ASSIGNED TASK — Scan the entries below for the word "RosterError". Copy each line that has it.

MATERIAL FOR THIS EXERCISE —

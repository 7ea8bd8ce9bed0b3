use crate::commands::{CmdMessage, CmdResult};
use crate::config::RosterConfig;
use crate::error::{Result, RosterError};
use std::path::Path;

#[derive(Debug, Clone)]
pub enum ConfigAction {
    ShowAll,
    ShowKey(String),
    Set(String, String),
    Unset(String),
}

pub fn run(config_dir: &Path, action: ConfigAction) -> Result<CmdResult> {
    let mut config = RosterConfig::load(config_dir)?;
    let mut result = CmdResult::default();

    match action {
        ConfigAction::ShowAll => Ok(result.with_config(config)),
        ConfigAction::ShowKey(key) => {
            match config.get(&key) {
                Some(val) => result.add_message(CmdMessage::info(val)),
                None => {
                    result.add_message(CmdMessage::error(format!("Unknown config key: {}", key)))
                }
            }
            Ok(result)
        }
        ConfigAction::Set(key, value) => {
            if let Err(e) = config.set(&key, &value) {
                result.add_message(CmdMessage::error(config_error(e)?));
                return Ok(result);
            }
            config.save(config_dir)?;
            let display_val = config.get(&key).unwrap_or(value);
            result.add_message(CmdMessage::success(format!("{} set to {}", key, display_val)));
            Ok(result.with_config(config))
        }
        ConfigAction::Unset(key) => {
            if let Err(e) = config.unset(&key) {
                result.add_message(CmdMessage::error(config_error(e)?));
                return Ok(result);
            }
            config.save(config_dir)?;
            result.add_message(CmdMessage::success(format!("{} unset", key)));
            Ok(result.with_config(config))
        }
    }
}

/// Validation failures become messages; anything else is a real error.
fn config_error(e: RosterError) -> Result<String> {
    match e {
        RosterError::Config(msg) => Ok(msg),
        other => Err(other),
    }
}

#[cfg(test)]
mod tests {
    use super::*;
    use crate::commands::MessageLevel;

    #[test]
    fn set_persists_and_reports() {
        let dir = tempfile::tempdir().unwrap();
        let result = run(
            dir.path(),
            ConfigAction::Set("page-size".into(), "20".into()),
        )
        .unwrap();

        assert_eq!(result.messages[0].content, "page-size set to 20");
        assert_eq!(RosterConfig::load(dir.path()).unwrap().page_size, Some(20));
    }

    #[test]
    fn invalid_value_is_an_error_message() {
        let dir = tempfile::tempdir().unwrap();
        let result = run(
            dir.path(),
            ConfigAction::Set("page-size".into(), "lots".into()),
        )
        .unwrap();

        assert_eq!(result.messages[0].level, MessageLevel::Error);
        assert!(result.config.is_none());
        assert!(!dir.path().join("config.json").exists());
    }

    #[test]
    fn show_key_and_unset() {
        let dir = tempfile::tempdir().unwrap();
        run(
            dir.path(),
            ConfigAction::Set("agency-id".into(), "42".into()),
        )
        .unwrap();

        let shown = run(dir.path(), ConfigAction::ShowKey("agency-id".into())).unwrap();
        assert_eq!(shown.messages[0].content, "42");

        run(dir.path(), ConfigAction::Unset("agency-id".into())).unwrap();
        let config = RosterConfig::load(dir.path()).unwrap();
        assert_eq!(config.agency_id, None);
    }

    #[test]
    fn unknown_key_is_reported() {
        let dir = tempfile::tempdir().unwrap();
        let result = run(dir.path(), ConfigAction::ShowKey("theme".into())).unwrap();
        assert_eq!(result.messages[0].content, "Unknown config key: theme");
    }
}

FINISHED EXERCISE —
use crate::error::{Result, RosterError};
fn config_error(e: RosterError) -> Result<String> {
        RosterError::Config(msg) => Ok(msg),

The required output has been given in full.